Protective instincts: One of the leading causes of divorce in blended families is the biological parent keeping his or her child away from the new step-parent. The biological parent tries to control the entire relationship with the child.
That’s a problem. Marriage is a partnership, which means the new, non-biological parent has to have authority over children, too. As God said in the Garden of Eden, “the two shall become one.” The only way two things can become one is if you both surrender everything to the relationship.
This doesn’t mean the new parent has to replace the biological parent. It only means that they have to be treated as an equal.

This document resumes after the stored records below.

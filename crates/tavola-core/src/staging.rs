//! # Export / Import Staging
//!
//! Transient snapshots of entities waiting to be written to a file or merged
//! into the repository. Nothing here is persisted.
//!
//! ## Staging Rules
//! ```text
//! ┌─────────────────────────────────────────────────────────────────────────┐
//! │                         Staging Rules                                   │
//! │                                                                         │
//! │  EXPORT                                                                 │
//! │  ──────                                                                 │
//! │  ledger empty  → export = full list                                    │
//! │  ledger {1,3}  → export = rows of full list with id ∈ {1,3}            │
//! │                  (list order kept, stale ids skipped)                   │
//! │                                                                         │
//! │  IMPORT                                                                 │
//! │  ──────                                                                 │
//! │  load(file)    → buffer cleared, then replaced by parsed rows          │
//! │  ledger empty  → merge set = whole buffer                              │
//! │  ledger {1}    → merge set = EVERY buffer row with id 1                │
//! │                  (one-to-many: payments/absences per employee)          │
//! └─────────────────────────────────────────────────────────────────────────┘
//! ```

use crate::selection::SelectionLedger;
use crate::types::Entity;

/// Rows of `items` that belong to the selection, in list order.
///
/// An empty selection selects everything.
fn filter_selected<E: Entity>(items: &[E], selection: &SelectionLedger<E::Id>) -> Vec<E> {
    if selection.is_empty() {
        return items.to_vec();
    }

    items
        .iter()
        .filter(|item| selection.contains(&item.entity_id()))
        .cloned()
        .collect()
}

// =============================================================================
// Export
// =============================================================================

/// Computes the export snapshot for the currently loaded list.
///
/// Never mutates the list or the ledger. Selected ids missing from `items`
/// are skipped silently.
pub fn export_items<E: Entity>(items: &[E], selection: &SelectionLedger<E::Id>) -> Vec<E> {
    filter_selected(items, selection)
}

/// An immutable export snapshot.
pub type ExportBuffer<E> = Vec<E>;

// =============================================================================
// Import
// =============================================================================

/// Entities parsed from an external file, waiting for the user to confirm
/// the merge.
#[derive(Debug, Clone, PartialEq)]
pub struct ImportBuffer<E> {
    items: Vec<E>,
}

impl<E: Entity> ImportBuffer<E> {
    pub fn new() -> Self {
        ImportBuffer { items: Vec::new() }
    }

    /// Empties the buffer.
    pub fn clear(&mut self) {
        self.items.clear();
    }

    /// Replaces the contents with `parsed`.
    ///
    /// Never appends: the previous contents are dropped even when `parsed`
    /// is empty.
    pub fn replace(&mut self, parsed: Vec<E>) {
        self.clear();
        self.items = parsed;
    }

    pub fn items(&self) -> &[E] {
        &self.items
    }

    pub fn len(&self) -> usize {
        self.items.len()
    }

    pub fn is_empty(&self) -> bool {
        self.items.is_empty()
    }

    /// Rows to hand to the repository's bulk import.
    ///
    /// Every row whose id is selected is included, so several rows may be
    /// merged for one selected id.
    pub fn merge_set(&self, selection: &SelectionLedger<E::Id>) -> Vec<E> {
        filter_selected(&self.items, selection)
    }
}

impl<E: Entity> Default for ImportBuffer<E> {
    fn default() -> Self {
        Self::new()
    }
}

impl<E: Entity> From<Vec<E>> for ImportBuffer<E> {
    fn from(items: Vec<E>) -> Self {
        ImportBuffer { items }
    }
}

#[cfg(test)]
mod tests {
    use super::*;
    use crate::types::{Charges, Payment};
    use chrono::NaiveDate;

    fn charges() -> Vec<Charges> {
        vec![
            Charges::new(1, "Packing", 2000),
            Charges::new(2, "Delivery", 4000),
            Charges::new(3, "Service", 1000),
        ]
    }

    fn payment(id: i64, employee_id: i64) -> Payment {
        let date = NaiveDate::from_ymd_opt(2024, 5, 1).unwrap();
        Payment::new(id, employee_id, 1000 * id, date)
    }

    #[test]
    fn test_export_without_selection_is_full_list() {
        let items = charges();
        let ledger = SelectionLedger::new();

        assert_eq!(export_items(&items, &ledger), items);
    }

    #[test]
    fn test_export_with_selection_keeps_list_order() {
        let items = charges();
        let ledger: SelectionLedger<i64> = [3, 1].into_iter().collect();

        let exported = export_items(&items, &ledger);
        let ids: Vec<i64> = exported.iter().map(|c| c.charges_id).collect();
        assert_eq!(ids, vec![1, 3]);
    }

    #[test]
    fn test_export_skips_stale_ids_and_leaves_inputs_untouched() {
        let items = charges();
        let ledger: SelectionLedger<i64> = [2, 42].into_iter().collect();

        let exported = export_items(&items, &ledger);
        assert_eq!(exported.len(), 1);
        assert_eq!(exported[0].charges_id, 2);

        assert_eq!(items.len(), 3);
        assert_eq!(ledger.to_vec(), vec![2, 42]);
    }

    #[test]
    fn test_replace_with_empty_clears_buffer() {
        let mut buffer = ImportBuffer::from(charges());
        buffer.replace(Vec::new());
        assert!(buffer.is_empty());
    }

    #[test]
    fn test_merge_set_includes_every_row_of_selected_id() {
        let buffer = ImportBuffer::from(vec![payment(1, 1), payment(2, 2), payment(3, 1)]);
        let ledger: SelectionLedger<i64> = [1].into_iter().collect();

        let merge: Vec<i64> = buffer.merge_set(&ledger).iter().map(|p| p.payment_id).collect();
        assert_eq!(merge, vec![1, 3]);
    }

    #[test]
    fn test_merge_set_without_selection_is_whole_buffer() {
        let buffer = ImportBuffer::from(vec![payment(1, 1), payment(2, 2)]);
        assert_eq!(buffer.merge_set(&SelectionLedger::new()).len(), 2);
    }
}
//! # Settings Error Types
//!
//! Error types for controller configuration and file transfer.
//!
//! ## Error Categories
//! ```text
//! ┌─────────────────────────────────────────────────────────────────────────┐
//! │                     Settings Error Categories                           │
//! │                                                                         │
//! │  ┌─────────────────┐  ┌─────────────────┐  ┌─────────────────────────┐ │
//! │  │  Configuration  │  │    Transfer     │  │     Storage             │ │
//! │  │                 │  │                 │  │                         │ │
//! │  │  InvalidConfig  │  │  ReadFailed     │  │  Database               │ │
//! │  │  ConfigLoad...  │  │  WriteFailed    │  │                         │ │
//! │  │  ConfigSave...  │  │  Serialization  │  │                         │ │
//! │  └─────────────────┘  └─────────────────┘  └─────────────────────────┘ │
//! │                                                                         │
//! │  None of these escape a controller operation: the controller turns    │
//! │  them into a `SettingsEvent::Failed` for the screen.                   │
//! └─────────────────────────────────────────────────────────────────────────┘
//! ```

use std::path::PathBuf;

use thiserror::Error;

/// Result type alias for settings operations.
pub type SettingsResult<T> = Result<T, SettingsError>;

/// Settings error type.
#[derive(Debug, Error)]
pub enum SettingsError {
    // =========================================================================
    // Configuration Errors
    // =========================================================================
    /// Invalid controller configuration.
    #[error("Invalid settings configuration: {0}")]
    InvalidConfig(String),

    /// Failed to load config file.
    #[error("Failed to load config: {0}")]
    ConfigLoadFailed(String),

    /// Failed to save config file.
    #[error("Failed to save config: {0}")]
    ConfigSaveFailed(String),

    // =========================================================================
    // Transfer Errors
    // =========================================================================
    /// Failed to read an import file.
    #[error("Failed to read {}: {reason}", path.display())]
    ReadFailed { path: PathBuf, reason: String },

    /// Failed to write an export file.
    #[error("Failed to write {}: {reason}", path.display())]
    WriteFailed { path: PathBuf, reason: String },

    /// Entities could not be encoded or decoded.
    #[error("Serialization failed: {0}")]
    SerializationFailed(String),

    // =========================================================================
    // Storage Errors
    // =========================================================================
    /// Repository operation failed.
    #[error("Database error: {0}")]
    Database(String),
}

// =============================================================================
// Error Conversions
// =============================================================================

impl From<tavola_db::DbError> for SettingsError {
    fn from(err: tavola_db::DbError) -> Self {
        SettingsError::Database(err.to_string())
    }
}

impl From<serde_json::Error> for SettingsError {
    fn from(err: serde_json::Error) -> Self {
        SettingsError::SerializationFailed(err.to_string())
    }
}

impl From<std::io::Error> for SettingsError {
    fn from(err: std::io::Error) -> Self {
        SettingsError::ConfigLoadFailed(err.to_string())
    }
}

impl From<toml::de::Error> for SettingsError {
    fn from(err: toml::de::Error) -> Self {
        SettingsError::ConfigLoadFailed(err.to_string())
    }
}

impl From<toml::ser::Error> for SettingsError {
    fn from(err: toml::ser::Error) -> Self {
        SettingsError::ConfigSaveFailed(err.to_string())
    }
}

impl SettingsError {
    /// Returns true if this error indicates a configuration problem.
    pub fn is_config_error(&self) -> bool {
        matches!(
            self,
            SettingsError::InvalidConfig(_)
                | SettingsError::ConfigLoadFailed(_)
                | SettingsError::ConfigSaveFailed(_)
        )
    }
}
impl<E: Entity, R: EntityRepository<E>> SettingsController<E, R> {
    /// Creates a controller over `repo` and starts loading the full list.
    pub fn new(repo: R, config: &ControllerConfig) -> Self {
        Self::with_shared_repository(Arc::new(repo), config)
    }

    /// Creates a controller over a repository shared with other screens.
    pub fn with_shared_repository(repo: Arc<R>, config: &ControllerConfig) -> Self {
        let mut controller = SettingsController {
            repo,
            config: config.clone(),
            search: watch::Sender::new(SearchState::new()),
            selection: watch::Sender::new(SelectionLedger::new()),
            items: Arc::new(watch::Sender::new(ItemsSnapshot::default())),
            exported: watch::Sender::new(Vec::new()),
            import_buffer: watch::Sender::new(ImportBuffer::new()),
            events: EventChannel::with_capacity(
                config.replay_policy(),
                config.events.capacity,
            ),
            generation: Arc::new(AtomicU64::new(0)),
            subscription: None,
        };

        debug!(kind = E::KIND, "Settings controller created");
        controller.resubscribe();
        controller
    }

    // =========================================================================
    // Search
    // =========================================================================

    /// Shows the search bar.
    pub fn open_search_bar(&mut self) {
        self.search.send_if_modified(|state| {
            let was_visible = state.bar_visible;
            state.open_bar();
            !was_visible
        });
    }

    /// Hides the search bar.
    ///
    /// Clears the query as well when `search.clear_on_close` is set, which
    /// re-requests the full list.
    pub fn close_search_bar(&mut self) {
        let clear = self.config.clear_search_on_close();
        let mut text_changed = false;

        self.search.send_if_modified(|state| {
            let was_visible = state.bar_visible;
            text_changed = state.close_bar(clear);
            was_visible || text_changed
        });

        if text_changed {
            self.resubscribe();
        }
    }

    /// Updates the query text and re-issues the live query if it changed.
    ///
    /// Text longer than the search limit is rejected with a
    /// `SettingsEvent::Failed`; the previous query stays in effect.
    pub fn search_text_changed(&mut self, text: impl Into<String>) {
        let text = text.into();

        if let Err(e) = validation::validate_search_query(&text) {
            warn!(kind = E::KIND, error = %e, "Search text rejected");
            self.events.send(SettingsEvent::Failed {
                message: e.to_string(),
            });
            return;
        }

        if self.search.send_if_modified(|state| state.set_text(text)) {
            self.resubscribe();
        }
    }

    /// Resets the query text to empty.
    pub fn clear_search_text(&mut self) {
        if self.search.send_if_modified(SearchState::clear_text) {
            self.resubscribe();
        }
    }

    /// Replaces the live query with one for the current search text.
    ///
    /// The previous query task is aborted. A task that is still running
    /// anyway (abort takes effect at its next await) cannot publish: its
    /// generation is no longer current.
    fn resubscribe(&mut self) {
        if let Some(task) = self.subscription.take() {
            task.abort();
        }

        // Bumped while holding the snapshot lock, so no older task can
        // publish after this point.
        let mut generation = 0;
        self.items.send_if_modified(|_| {
            generation = self.generation.fetch_add(1, Ordering::SeqCst) + 1;
            false
        });

        let query = self.search.borrow().effective_query().to_string();
        let mut stream = self.repo.query_by_text(&query);
        let items = Arc::clone(&self.items);
        let current = Arc::clone(&self.generation);
        let events = self.events.clone();

        debug!(kind = E::KIND, generation, query = %query, "Live query issued");

        self.subscription = Some(tokio::spawn(async move {
            while let Some(result) = stream.next().await {
                match result {
                    Ok(rows) => {
                        let count = rows.len();
                        let published = items.send_if_modified(|snapshot| {
                            if current.load(Ordering::SeqCst) != generation {
                                return false;
                            }
                            *snapshot = ItemsSnapshot {
                                generation,
                                query: query.clone(),
                                items: rows,
                            };
                            true
                        });

                        if !published {
                            debug!(kind = E::KIND, generation, "Stale live query result dropped");
                            break;
                        }
                        debug!(kind = E::KIND, generation, count, "Items published");
                    }
                    Err(e) => {
                        warn!(kind = E::KIND, generation, error = %e, "Live query failed");
                        events.send(SettingsEvent::Failed {
                            message: e.to_string(),
                        });
                    }
                }
            }
        }));
    }

    // =========================================================================
    // Selection
    // =========================================================================

    /// Toggles `id` in the selection.
    ///
    /// Returns `true` if `id` is now selected. The id is not checked against
    /// the loaded list.
    pub fn select_item(&mut self, id: E::Id) -> bool {
        let mut selected = false;
        self.selection.send_modify(|ledger| selected = ledger.select_item(id));
        debug!(kind = E::KIND, %id, selected, "Selection toggled");
        selected
    }

    /// Selects exactly the ids of the currently loaded list.
    pub fn select_all_items(&mut self) {
        let ids: Vec<E::Id> = self
            .items
            .borrow()
            .items
            .iter()
            .map(Entity::entity_id)
            .collect();

        debug!(kind = E::KIND, count = ids.len(), "Selecting all items");
        self.selection.send_modify(|ledger| ledger.select_all(ids));
    }

    /// Clears the selection.
    pub fn deselect_items(&mut self) {
        self.selection.send_if_modified(|ledger| {
            let had_any = !ledger.is_empty();
            ledger.deselect_all();
            had_any
        });
    }

    // =========================================================================
    // Export
    // =========================================================================

    /// Computes and publishes the export buffer.
    ///
    /// The whole loaded list if nothing is selected, otherwise the selected
    /// rows in list order. Selected ids missing from the list are skipped.
    pub fn get_exported_items(&mut self) -> ExportBuffer<E> {
        let buffer = {
            let snapshot = self.items.borrow();
            let selection = self.selection.borrow();
            staging::export_items(&snapshot.items, &selection)
        };

        debug!(kind = E::KIND, count = buffer.len(), "Export buffer computed");
        self.exported.send_replace(buffer.clone());
        buffer
    }

    /// Computes the export buffer and writes it to `sink`.
    pub async fn export_items<S: ExportSink<E>>(&mut self, sink: &S) -> ExportOutcome {
        let buffer = self.get_exported_items();

        match sink.save(&buffer).await {
            Ok(()) => {
                info!(kind = E::KIND, count = buffer.len(), "Items exported");
                self.events.send(SettingsEvent::Exported {
                    kind: E::KIND.to_string(),
                    count: buffer.len(),
                });
                ExportOutcome::Exported {
                    count: buffer.len(),
                }
            }
            Err(e) => {
                let message = self.failure_message(&e.to_string());
                warn!(kind = E::KIND, error = %e, "Export failed");
                self.events.send(SettingsEvent::Failed {
                    message: message.clone(),
                });
                ExportOutcome::Failed { message }
            }
        }
    }

    // =========================================================================
    // Import
    // =========================================================================

    /// Replaces the import buffer with `parsed`.
    ///
    /// Observers see the buffer empty first, then the new contents. An empty
    /// `parsed` leaves the buffer empty.
    pub fn on_import_items_from_file(&mut self, parsed: Vec<E>) {
        self.import_buffer.send_modify(ImportBuffer::clear);

        if parsed.is_empty() {
            debug!(kind = E::KIND, "Import file was empty");
            return;
        }

        debug!(kind = E::KIND, count = parsed.len(), "Import buffer loaded");
        self.import_buffer.send_modify(|buffer| buffer.replace(parsed));
    }

    /// Loads the import buffer from `source`.
    ///
    /// A source that cannot be read or parsed counts as an empty file.
    /// Returns the number of buffered entities.
    pub async fn import_from_source<S: ImportSource<E>>(&mut self, source: &S) -> usize {
        let parsed = match source.load().await {
            Ok(items) => items,
            Err(e) => {
                warn!(kind = E::KIND, error = %e, "Import source unreadable, treating as empty");
                Vec::new()
            }
        };

        self.on_import_items_from_file(parsed);
        self.import_buffer.borrow().len()
    }

    /// Merges the import buffer into the repository.
    ///
    /// With a selection, every buffered row whose id is selected is merged
    /// (several rows may share one id); without one, the whole buffer is.
    /// The buffer is kept after a successful merge.
    pub async fn import_items_to_database(&mut self) -> ImportOutcome {
        let merge = {
            let buffer = self.import_buffer.borrow();
            let selection = self.selection.borrow();
            buffer.merge_set(&selection)
        };

        debug!(kind = E::KIND, count = merge.len(), "Merging import buffer");

        match self.repo.bulk_import(merge).await {
            Ok(count) => {
                info!(kind = E::KIND, count, "Items imported");
                self.events.send(SettingsEvent::Imported {
                    kind: E::KIND.to_string(),
                    count,
                });
                ImportOutcome::Imported { count }
            }
            Err(e) => {
                let message = self.failure_message(&e.to_string());
                warn!(kind = E::KIND, error = %e, "Import failed");
                self.events.send(SettingsEvent::Failed {
                    message: message.clone(),
                });
                ImportOutcome::Failed { message }
            }
        }
    }

    fn failure_message(&self, reason: &str) -> String {
        if reason.trim().is_empty() {
            self.config.failure_message().to_string()
        } else {
            reason.to_string()
        }
    }

    // =========================================================================
    // Observation
    // =========================================================================

    pub fn search_state(&self) -> watch::Receiver<SearchState> {
        self.search.subscribe()
    }

    pub fn selection(&self) -> watch::Receiver<SelectionLedger<E::Id>> {
        self.selection.subscribe()
    }

    pub fn items(&self) -> watch::Receiver<ItemsSnapshot<E>> {
        self.items.subscribe()
    }

    pub fn exported_items(&self) -> watch::Receiver<ExportBuffer<E>> {
        self.exported.subscribe()
    }

    pub fn import_buffer(&self) -> watch::Receiver<ImportBuffer<E>> {
        self.import_buffer.subscribe()
    }

    pub fn events(&self) -> EventReceiver<SettingsEvent> {
        self.events.subscribe()
    }

    /// Waits until the list for the latest query has been published.
    ///
    /// Does not return while the live query keeps failing.
    pub async fn settled(&self) -> ItemsSnapshot<E> {
        let target = self.generation.load(Ordering::SeqCst);
        let mut rx = self.items.subscribe();
        let snapshot = match rx.wait_for(|s| s.generation >= target).await {
            Ok(snapshot) => snapshot.clone(),
            Err(_) => self.items.borrow().clone(),
        };
        snapshot
    }

    /// Copy of the currently loaded list.
    pub fn current_items(&self) -> Vec<E> {
        self.items.borrow().items.clone()
    }

    /// Currently selected ids, ascending.
    pub fn selected_ids(&self) -> Vec<E::Id> {
        self.selection.borrow().to_vec()
    }

    pub fn repository(&self) -> &R {
        &self.repo
    }
}
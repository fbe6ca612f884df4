//! Byte-stream and CAN capability contracts.
//!
//! These only describe the surface; no behaviour is layered on top of them.

/// Parity bit selection.
#[derive(Debug, Clone, Copy, PartialEq, Eq, Default)]
#[cfg_attr(feature = "defmt", derive(defmt::Format))]
pub enum Parity {
    /// No parity bit.
    #[default]
    None,
    /// Odd parity.
    Odd,
    /// Even parity.
    Even,
    /// Parity bit always set.
    Mark,
    /// Parity bit always cleared.
    Space,
}

/// Stop bit count.
#[derive(Debug, Clone, Copy, PartialEq, Eq, Default)]
#[cfg_attr(feature = "defmt", derive(defmt::Format))]
pub enum StopBits {
    /// One stop bit.
    #[default]
    One,
    /// One and a half stop bits.
    OnePointFive,
    /// Two stop bits.
    Two,
}

/// Flow control selection.
#[derive(Debug, Clone, Copy, PartialEq, Eq, Default)]
#[cfg_attr(feature = "defmt", derive(defmt::Format))]
pub enum Handshake {
    /// No flow control.
    #[default]
    None,
    /// RTS/CTS hardware flow control.
    RequestToSend,
    /// XON/XOFF software flow control.
    XOnXOff,
    /// Hardware and software flow control together.
    RequestToSendXOnXOff,
}

/// Line settings of a byte-stream port.
#[derive(Debug, Clone, Copy, PartialEq, Eq)]
#[cfg_attr(feature = "defmt", derive(defmt::Format))]
pub struct SerialSettings {
    /// Baud rate in bits per second.
    pub baud_rate: u32,
    /// Data bits per character.
    pub data_bits: u8,
    /// Parity bit selection.
    pub parity: Parity,
    /// Stop bit count.
    pub stop_bits: StopBits,
    /// Flow control selection.
    pub handshake: Handshake,
}

impl Default for SerialSettings {
    fn default() -> Self {
        Self {
            baud_rate: 9_600,
            data_bits: 8,
            parity: Parity::None,
            stop_bits: StopBits::One,
            handshake: Handshake::None,
        }
    }
}

/// Byte-stream bus such as a UART.
pub trait ByteStreamBus {
    /// Error type produced by the concrete transport.
    type Error;

    /// Name of the underlying port.
    fn port_name(&self) -> &str;

    /// Current line settings.
    fn settings(&self) -> SerialSettings;

    /// Reconfigures the line.
    fn set_settings(&mut self, settings: SerialSettings) -> Result<(), Self::Error>;

    /// Writes the whole buffer.
    fn write(&mut self, buffer: &[u8]) -> Result<(), Self::Error>;

    /// Fills the whole buffer.
    fn read(&mut self, buffer: &mut [u8]) -> Result<(), Self::Error>;
}

/// CAN bus capability. Carries no operations yet.
pub trait CanBus {}
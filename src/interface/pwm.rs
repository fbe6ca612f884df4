//! Pulse-width output capability.

/// Hardware primitives of a PWM-capable pin.
pub trait PwmChannel {
    /// Error type produced by the concrete transport.
    type Error;

    /// Starts or stops the output.
    fn apply_enabled(&mut self, enabled: bool) -> Result<(), Self::Error>;

    /// Programs frequency (Hz) and duty cycle (`0.0..=1.0`) in one update.
    fn apply_values(&mut self, frequency: f32, duty_cycle: f32) -> Result<(), Self::Error>;
}

/// PWM output with cached state.
///
/// Frequency and duty cycle always reach the hardware together, so changing
/// one keeps the other. The cache is only updated after the hardware call
/// succeeds.
pub struct PulseOutput<P> {
    channel: P,
    enabled: bool,
    frequency: f32,
    duty_cycle: f32,
}

impl<P> PulseOutput<P> {
    /// Wraps `channel`, assuming it starts disabled with zeroed settings.
    pub const fn new(channel: P) -> Self {
        Self {
            channel,
            enabled: false,
            frequency: 0.0,
            duty_cycle: 0.0,
        }
    }

    /// Last applied enable state.
    pub fn enabled(&self) -> bool {
        self.enabled
    }

    /// Last applied frequency in hertz.
    pub fn frequency(&self) -> f32 {
        self.frequency
    }

    /// Last applied duty cycle.
    pub fn duty_cycle(&self) -> f32 {
        self.duty_cycle
    }

    /// Consumes the output and returns the channel.
    pub fn release(self) -> P {
        self.channel
    }
}

impl<P> PulseOutput<P>
where
    P: PwmChannel,
{
    /// Applies frequency and duty cycle together.
    pub fn set(&mut self, frequency: f32, duty_cycle: f32) -> Result<(), P::Error> {
        self.channel.apply_values(frequency, duty_cycle)?;
        self.frequency = frequency;
        self.duty_cycle = duty_cycle;
        Ok(())
    }

    /// Starts or stops the output.
    pub fn set_enabled(&mut self, enabled: bool) -> Result<(), P::Error> {
        self.channel.apply_enabled(enabled)?;
        self.enabled = enabled;
        Ok(())
    }

    /// Changes the frequency, keeping the duty cycle.
    pub fn set_frequency(&mut self, frequency: f32) -> Result<(), P::Error> {
        self.set(frequency, self.duty_cycle)
    }

    /// Changes the duty cycle, keeping the frequency.
    pub fn set_duty_cycle(&mut self, duty_cycle: f32) -> Result<(), P::Error> {
        self.set(self.frequency, duty_cycle)
    }
}

#[cfg(test)]
mod tests {
    use super::*;

    #[derive(Default)]
    struct FakeChannel {
        applied: Option<(f32, f32)>,
        enabled: bool,
        fail: bool,
    }

    impl PwmChannel for FakeChannel {
        type Error = ();

        fn apply_enabled(&mut self, enabled: bool) -> Result<(), Self::Error> {
            if self.fail {
                return Err(());
            }
            self.enabled = enabled;
            Ok(())
        }

        fn apply_values(&mut self, frequency: f32, duty_cycle: f32) -> Result<(), Self::Error> {
            if self.fail {
                return Err(());
            }
            self.applied = Some((frequency, duty_cycle));
            Ok(())
        }
    }

    #[test]
    fn frequency_change_keeps_duty_cycle() {
        let mut output = PulseOutput::new(FakeChannel::default());
        output.set(1_000.0, 0.25).unwrap();

        output.set_frequency(2_000.0).unwrap();
        assert_eq!(output.frequency(), 2_000.0);
        assert_eq!(output.duty_cycle(), 0.25);

        output.set_duty_cycle(0.75).unwrap();
        assert_eq!(output.release().applied, Some((2_000.0, 0.75)));
    }

    #[test]
    fn enable_flag_follows_hardware() {
        let mut output = PulseOutput::new(FakeChannel::default());
        output.set_enabled(true).unwrap();
        assert!(output.enabled());
        assert!(output.release().enabled);
    }

    #[test]
    fn failed_update_keeps_cache() {
        let mut output = PulseOutput::new(FakeChannel::default());
        output.set(500.0, 0.5).unwrap();
        output.channel.fail = true;

        assert_eq!(output.set_frequency(800.0), Err(()));
        assert_eq!(output.set_enabled(true), Err(()));
        assert_eq!(output.frequency(), 500.0);
        assert!(!output.enabled());
    }
}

Lack of trust: Marriage is trust. If you do not trust a person with your children, you shouldn’t be marrying them. However, I’ve seen on a number of occasions a blended family where one spouse does not trust the other with decisions related to children and step-children.
This is due to simple favoritism. The biological spouse will think, “Well, they just don’t love my kids the same way I love them.” That kind of thinking is a huge mistake. Remember: Jesus told us to love our neighbor as ourselves.
That kind of love is agape love. It’s love based on a decision—not on emotions or circumstances—and it is the greatest love on earth. A new spouse may not enter a marriage with the same natural love for his or her step-children. But he or she can love them by choice.
That’s agape love, and it is powerful. It reflects the love of Christ.
Visitation: In blended families, visitation is an issue that brings instability to certain homes. Children are always coming and going as they spend time with their now-divorced biological parents. This is one of the most agonizing issues that comes up when I am counseling families.
In one family in particular, an ex-spouse was spoiling the children and exposing them to ungodliness with the new spouse. This parent began using the children as weapons against the other biological parent. The other family—the one in counseling—had no idea what to do. Legally, they had no recourse.
My advice was, first, to not communicate through the children. Instead, communicate directly with the ex-spouse. Second, pray for those children every time they leave your home. Pray protection over their minds, hearts, memories, sexuality, and attitudes.
Third, do not take for granted every moment you have with those children. Be righteous. Set high standards. Take the kids to church and don’t underestimate the power of God to impact their hearts. Righteousness is more powerful than sin.
As Proverbs 22:6 says, “Train up a child in the way he should go, and when he is old he will not depart from it.”
Parenting is challenging for everyone, but in blended families it comes with special issues that must be addressed. While they can be complicated, these challenges can be overcome. Work together, seek God, and He will bless your efforts to follow His plan for your marriage.